DATASET EXTRACT
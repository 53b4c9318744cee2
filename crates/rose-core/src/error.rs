//! Errors returned by platform calls.

use thiserror::Error;

use crate::types::ChatId;

/// Error type for [`Bot`](crate::Bot) calls.
#[derive(Debug, Clone, Error)]
pub enum ApiError {
    /// The bot is not connected to the platform.
    #[error("bot is not connected")]
    NotConnected,
    /// The chat does not exist or the bot is not a member.
    #[error("chat not found: {0}")]
    ChatNotFound(ChatId),
    /// The bot may not contact this chat (e.g. the user never started a PM).
    #[error("forbidden: {0}")]
    Forbidden(String),
    /// The edit would not change the message.
    #[error("message is not modified")]
    NotModified,
    /// The platform rejected the request.
    #[error("bad request: {0}")]
    BadRequest(String),
    /// The call timed out.
    #[error("API call timed out")]
    Timeout,
    /// Other error.
    #[error("{0}")]
    Other(String),
}

impl From<serde_json::Error> for ApiError {
    fn from(err: serde_json::Error) -> Self {
        Self::BadRequest(err.to_string())
    }
}

/// Result type for platform calls.
pub type ApiResult<T> = Result<T, ApiError>;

EXERCISE REQUIREMENTS
The listing above must be transcribed exactly, line by line.

SOLUTION TO THIS EXERCISE
repository 53b4c9318744cee2
filename crates/rose-core/src/error.rs
//! Errors returned by platform calls.

use thiserror::Error;

use crate::types::ChatId;

/// Error type for [`Bot`](crate::Bot) calls.
#[derive(Debug, Clone, Error)]
pub enum ApiError {
    /// The bot is not connected to the platform.
    #[error("bot is not connected")]
    NotConnected,
    /// The chat does not exist or the bot is not a member.
    #[error("chat not found: {0}")]
    ChatNotFound(ChatId),
    /// The bot may not contact this chat (e.g. the user never started a PM).
    #[error("forbidden: {0}")]
    Forbidden(String),
    /// The edit would not change the message.
    #[error("message is not modified")]
    NotModified,
    /// The platform rejected the request.
    #[error("bad request: {0}")]
    BadRequest(String),
    /// The call timed out.
    #[error("API call timed out")]
    Timeout,
    /// Other error.
    #[error("{0}")]
    Other(String),
}

impl From<serde_json::Error> for ApiError {
    fn from(err: serde_json::Error) -> Self {
        Self::BadRequest(err.to_string())
    }
}

/// Result type for platform calls.
pub type ApiResult<T> = Result<T, ApiError>;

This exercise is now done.